Start of Block
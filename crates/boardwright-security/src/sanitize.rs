//! Text sanitizers.
//!
//! All functions are total: they never fail and return an empty string for
//! empty input.

use std::sync::LazyLock;

use regex::Regex;
use tracing::warn;

/// Hard cap on prompt length, in characters.
pub const MAX_PROMPT_CHARS: usize = 50_000;

/// Known prompt-injection signatures, matched case-insensitively.
const INJECTION_PATTERNS: &[&str] = &[
    r"ignore\s+previous\s+instructions",
    r"ignore\s+all\s+previous",
    r"system\s*:\s*you\s+are",
    r"assistant\s*:\s*sure",
    r"\[INST\]",
    r"<\|im_start\|>",
];

// Patterns are compile-time constants.
static INJECTION: LazyLock<Regex> = LazyLock::new(|| {
    Regex::new(&format!("(?i){}", INJECTION_PATTERNS.join("|"))).expect("valid injection regex")
});

static SCRIPT_BLOCK: LazyLock<Regex> =
    LazyLock::new(|| Regex::new(r"(?is)<script\b.*?</script\s*>").expect("valid script regex"));

static EVENT_HANDLER: LazyLock<Regex> = LazyLock::new(|| {
    Regex::new(r#"(?i)\bon\w+\s*=\s*["'][^"']*["']"#).expect("valid event-handler regex")
});

static JS_SCHEME: LazyLock<Regex> =
    LazyLock::new(|| Regex::new(r"(?i)javascript:").expect("valid scheme regex"));

static CREDENTIALS: LazyLock<[(Regex, &'static str); 3]> = LazyLock::new(|| {
    [
        (r"(?i)api[_-]?key[:\s=]+\S+", "API_KEY=***"),
        (r"(?i)token[:\s=]+\S+", "TOKEN=***"),
        (r"(?i)password[:\s=]+\S+", "PASSWORD=***"),
    ]
    .map(|(pattern, replacement)| {
        (
            Regex::new(pattern).expect("valid credential regex"),
            replacement,
        )
    })
});

/// Clean untrusted prompt text.
///
/// Strips ASCII control characters, cuts to [`MAX_PROMPT_CHARS`], wraps
/// any injection signature as `[SANITIZED: <match>]`, then trims.
pub fn sanitize_prompt_input(text: &str) -> String {
    if text.is_empty() {
        return String::new();
    }

    let cleaned: String = text
        .chars()
        .filter(|c| !matches!(*c, '\u{00}'..='\u{1F}' | '\u{7F}'))
        .take(MAX_PROMPT_CHARS)
        .collect();

    let wrapped = INJECTION.replace_all(&cleaned, |caps: &regex::Captures<'_>| {
        let matched = &caps[0];
        warn!(pattern = %matched, "prompt injection pattern detected");
        format!("[SANITIZED: {matched}]")
    });

    wrapped.trim().to_owned()
}

/// Entity-escape `& < > " ' /`. Ampersands go first so existing escapes
/// are not double-processed by later replacements.
pub fn sanitize_html_output(text: &str) -> String {
    text.replace('&', "&amp;")
        .replace('<', "&lt;")
        .replace('>', "&gt;")
        .replace('"', "&quot;")
        .replace('\'', "&#x27;")
        .replace('/', "&#x2F;")
}

/// Remove script blocks, inline event handlers and `javascript:` schemes.
/// Everything else passes through untouched.
pub fn sanitize_markdown_output(text: &str) -> String {
    let text = SCRIPT_BLOCK.replace_all(text, "");
    let text = EVENT_HANDLER.replace_all(&text, "");
    JS_SCHEME.replace_all(&text, "").into_owned()
}

/// Redact credential-shaped substrings before a message reaches a client.
pub fn sanitize_error_message(message: &str) -> String {
    CREDENTIALS
        .iter()
        .fold(message.to_owned(), |acc, (re, replacement)| {
            re.replace_all(&acc, *replacement).into_owned()
        })
}

/// `ratelimit:<namespace>:<identifier>` with the identifier reduced to
/// `[A-Za-z0-9_-]`.
pub fn generate_rate_limit_key(identifier: &str, namespace: Option<&str>) -> String {
    let cleaned: String = identifier
        .chars()
        .filter(|c| c.is_ascii_alphanumeric() || *c == '_' || *c == '-')
        .collect();
    format!("ratelimit:{}:{cleaned}", namespace.unwrap_or("api"))
}
//! Error types for boardwright-llm.
//!
//! Adapters work with [`ProviderError`] internally (transport and protocol
//! failures as they happen) and hand the orchestrator a [`ModelError`], the
//! normalized classification every caller above the adapter sees. The
//! conversion lives in [`ModelError::from_provider`].

use std::fmt;

use thiserror::Error;

/// Native failures raised while talking to a provider.
#[derive(Error, Debug)]
pub enum ProviderError {
    /// Non-success HTTP status that has no more specific variant.
    #[error("HTTP {status}: {body}")]
    Status {
        status: u16,
        body: String,
    },

    /// The provider returned a rate-limit response (HTTP 429).
    #[error("rate limited: retry after {retry_after_ms}ms")]
    RateLimited {
        /// Suggested wait time before retrying, in milliseconds.
        retry_after_ms: u64,
    },

    /// Authentication with the provider was rejected (HTTP 401/403).
    #[error("authentication failed: {0}")]
    AuthFailed(String),

    /// The provider refused the content on policy grounds.
    #[error("content filtered: {0}")]
    ContentFiltered(String),

    /// The adapter has no API key.
    #[error("provider not configured: {0}")]
    NotConfigured(String),

    /// The provider returned a response that could not be parsed.
    #[error("invalid response: {0}")]
    InvalidResponse(String),

    /// The request timed out.
    #[error("timeout")]
    Timeout,

    /// The stream consumer went away before the stream finished.
    #[error("stream receiver dropped")]
    Cancelled,

    /// An HTTP-level error from reqwest.
    #[error("http error: {0}")]
    Http(#[from] reqwest::Error),

    /// A JSON serialization/deserialization error.
    #[error("json error: {0}")]
    Json(#[from] serde_json::Error),
}

/// Classification of a [`ModelError`].
#[derive(Debug, Clone, Copy, PartialEq, Eq, Hash)]
pub enum ErrorCode {
    Validation,
    RateLimit,
    ServiceUnavailable,
    Timeout,
    NetworkError,
    ContentFilter,
    Configuration,
    Auth,
    InvalidResponse,
    Cancelled,
    /// Any other non-success status.
    Http(u16),
    Unknown,
}

impl ErrorCode {
    /// Whether the condition is transient by nature.
    pub fn is_transient(self) -> bool {
        matches!(
            self,
            Self::RateLimit | Self::ServiceUnavailable | Self::Timeout | Self::NetworkError
        )
    }

    /// Whether a different backend could reasonably succeed where this
    /// one failed.
    pub fn allows_fallback(self) -> bool {
        !matches!(
            self,
            Self::ContentFilter | Self::Configuration | Self::Validation | Self::Cancelled
        )
    }

    fn for_status(status: u16) -> Self {
        match status {
            408 | 504 => Self::Timeout,
            429 => Self::RateLimit,
            503 | 529 => Self::ServiceUnavailable,
            401 | 403 => Self::Auth,
            other => Self::Http(other),
        }
    }
}

impl fmt::Display for ErrorCode {
    fn fmt(&self, f: &mut fmt::Formatter<'_>) -> fmt::Result {
        match self {
            Self::Validation => f.write_str("VALIDATION_ERROR"),
            Self::RateLimit => f.write_str("RATE_LIMIT"),
            Self::ServiceUnavailable => f.write_str("SERVICE_UNAVAILABLE"),
            Self::Timeout => f.write_str("TIMEOUT"),
            Self::NetworkError => f.write_str("NETWORK_ERROR"),
            Self::ContentFilter => f.write_str("CONTENT_FILTER"),
            Self::Configuration => f.write_str("CONFIGURATION_ERROR"),
            Self::Auth => f.write_str("AUTH_ERROR"),
            Self::InvalidResponse => f.write_str("INVALID_RESPONSE"),
            Self::Cancelled => f.write_str("CANCELLED"),
            Self::Http(status) => write!(f, "HTTP_{status}"),
            Self::Unknown => f.write_str("UNKNOWN_ERROR"),
        }
    }
}

/// A provider failure normalized for retry, fallback and client reporting.
///
/// `original_error` keeps the raw native error text for logs. It is never
/// sent to clients.
#[derive(Error, Debug, Clone, PartialEq)]
#[error("[{provider}] {code}: {message}")]
pub struct ModelError {
    pub code: ErrorCode,
    pub message: String,
    pub provider: String,
    pub retryable: bool,
    pub original_error: Option<String>,
}

/// A convenience type alias for adapter and orchestrator operations.
pub type Result<T> = std::result::Result<T, ModelError>;

impl ModelError {
    pub fn new(code: ErrorCode, provider: impl Into<String>, message: impl Into<String>) -> Self {
        Self {
            code,
            message: message.into(),
            provider: provider.into(),
            retryable: code.is_transient(),
            original_error: None,
        }
    }

    pub fn validation(provider: impl Into<String>, message: impl Into<String>) -> Self {
        Self::new(ErrorCode::Validation, provider, message)
    }

    pub fn configuration(provider: impl Into<String>, message: impl Into<String>) -> Self {
        Self::new(ErrorCode::Configuration, provider, message)
    }

    pub fn with_original(self, original: impl Into<String>) -> Self {
        Self {
            original_error: Some(original.into()),
            ..self
        }
    }

    /// Classify a native provider error.
    pub fn from_provider(provider: &str, err: ProviderError) -> Self {
        let original = err.to_string();
        let (code, message) = match err {
            ProviderError::Status { status, body } => {
                let code = if status == 400 && is_content_policy(&body) {
                    ErrorCode::ContentFilter
                } else {
                    ErrorCode::for_status(status)
                };
                let detail = extract_error_message(&body)
                    .unwrap_or_else(|| format!("provider returned HTTP {status}"));
                (code, detail)
            }
            ProviderError::RateLimited { retry_after_ms } => (
                ErrorCode::RateLimit,
                format!("rate limited (HTTP 429), retry after {retry_after_ms}ms"),
            ),
            ProviderError::AuthFailed(body) => (
                ErrorCode::Auth,
                extract_error_message(&body).unwrap_or_else(|| "authentication failed".into()),
            ),
            ProviderError::ContentFiltered(msg) => (ErrorCode::ContentFilter, msg),
            ProviderError::NotConfigured(msg) => (ErrorCode::Configuration, msg),
            ProviderError::InvalidResponse(msg) => (ErrorCode::InvalidResponse, msg),
            ProviderError::Timeout => (ErrorCode::Timeout, "request timed out".into()),
            ProviderError::Cancelled => (ErrorCode::Cancelled, "stream cancelled".into()),
            ProviderError::Json(e) => (
                ErrorCode::InvalidResponse,
                format!("failed to parse provider response: {e}"),
            ),
            ProviderError::Http(e) => classify_transport(&e),
        };
        Self::new(code, provider, message).with_original(original)
    }
}

fn classify_transport(err: &reqwest::Error) -> (ErrorCode, String) {
    if err.is_timeout() {
        (ErrorCode::Timeout, "request timed out".into())
    } else if err.is_decode() || err.is_body() {
        (
            ErrorCode::InvalidResponse,
            "failed to read provider response".into(),
        )
    } else if let Some(status) = err.status() {
        (
            ErrorCode::for_status(status.as_u16()),
            format!("provider returned HTTP {}", status.as_u16()),
        )
    } else {
        (ErrorCode::NetworkError, "network error contacting provider".into())
    }
}

fn is_content_policy(body: &str) -> bool {
    let lower = body.to_lowercase();
    lower.contains("content_policy")
        || lower.contains("content_filter")
        || lower.contains("content policy")
}

/// Pull the human-readable message out of an OpenAI/Anthropic error body
/// (`{"error": {"message": "..."}}`).
pub(crate) fn extract_error_message(body: &str) -> Option<String> {
    let value: serde_json::Value = serde_json::from_str(body).ok()?;
    value
        .get("error")
        .and_then(|e| e.get("message").or(Some(e)))
        .and_then(|m| m.as_str())
        .map(String::from)
}

#[cfg(test)]
mod tests {
    use super::*;

    #[test]
    fn display_status() {
        let err = ProviderError::Status {
            status: 500,
            body: "boom".into(),
        };
        assert_eq!(err.to_string(), "HTTP 500: boom");
    }

    #[test]
    fn display_rate_limited() {
        let err = ProviderError::RateLimited {
            retry_after_ms: 5000,
        };
        assert_eq!(err.to_string(), "rate limited: retry after 5000ms");
    }

    #[test]
    fn code_strings() {
        assert_eq!(ErrorCode::RateLimit.to_string(), "RATE_LIMIT");
        assert_eq!(ErrorCode::Http(502).to_string(), "HTTP_502");
        assert_eq!(ErrorCode::Unknown.to_string(), "UNKNOWN_ERROR");
    }

    #[test]
    fn rate_limit_is_retryable() {
        let err = ModelError::from_provider(
            "openai",
            ProviderError::RateLimited {
                retry_after_ms: 2000,
            },
        );
        assert_eq!(err.code, ErrorCode::RateLimit);
        assert!(err.retryable);
        assert!(err.message.contains("2000ms"));
        assert_eq!(err.provider, "openai");
    }

    #[test]
    fn gateway_statuses_map_to_transient_codes() {
        for (status, code) in [
            (503, ErrorCode::ServiceUnavailable),
            (504, ErrorCode::Timeout),
            (529, ErrorCode::ServiceUnavailable),
        ] {
            let err = ModelError::from_provider(
                "anthropic",
                ProviderError::Status {
                    status,
                    body: String::new(),
                },
            );
            assert_eq!(err.code, code);
            assert!(err.retryable, "{status} should be retryable");
        }
    }

    #[test]
    fn server_error_is_not_retryable() {
        let err = ModelError::from_provider(
            "openai",
            ProviderError::Status {
                status: 500,
                body: r#"{"error":{"message":"internal"}}"#.into(),
            },
        );
        assert_eq!(err.code, ErrorCode::Http(500));
        assert!(!err.retryable);
        assert_eq!(err.message, "internal");
        assert_eq!(err.original_error.as_deref(), Some(r#"HTTP 500: {"error":{"message":"internal"}}"#));
    }

    #[test]
    fn content_policy_400_is_content_filter() {
        let err = ModelError::from_provider(
            "openai",
            ProviderError::Status {
                status: 400,
                body: r#"{"error":{"code":"content_policy_violation","message":"nope"}}"#.into(),
            },
        );
        assert_eq!(err.code, ErrorCode::ContentFilter);
        assert!(!err.retryable);
        assert!(!err.code.allows_fallback());
    }

    #[test]
    fn auth_failure_is_fatal_but_allows_fallback() {
        let err = ModelError::from_provider("openai", ProviderError::AuthFailed("bad".into()));
        assert_eq!(err.code, ErrorCode::Auth);
        assert!(!err.retryable);
        assert!(err.code.allows_fallback());
    }

    #[test]
    fn timeout_is_retryable() {
        let err = ModelError::from_provider("openai", ProviderError::Timeout);
        assert_eq!(err.code, ErrorCode::Timeout);
        assert!(err.retryable);
    }

    #[test]
    fn json_error_is_invalid_response() {
        let serde_err = serde_json::from_str::<serde_json::Value>("not json").unwrap_err();
        let err = ModelError::from_provider("openai", serde_err.into());
        assert_eq!(err.code, ErrorCode::InvalidResponse);
        assert!(!err.retryable);
    }

    #[test]
    fn model_error_display() {
        let err = ModelError::configuration("orchestrator", "no adapter for model 'x'");
        assert_eq!(
            err.to_string(),
            "[orchestrator] CONFIGURATION_ERROR: no adapter for model 'x'"
        );
    }

    #[test]
    fn extract_error_message_variants() {
        assert_eq!(
            extract_error_message(r#"{"error":{"message":"m"}}"#).as_deref(),
            Some("m")
        );
        assert_eq!(
            extract_error_message(r#"{"error":"flat"}"#).as_deref(),
            Some("flat")
        );
        assert!(extract_error_message("plain text").is_none());
    }
}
End of Block
_Your goal_
For every line above that holds the word "ignore", report the whole line.

_Finished exercise_
    r"ignore\s+previous\s+instructions",
    r"ignore\s+all\s+previous",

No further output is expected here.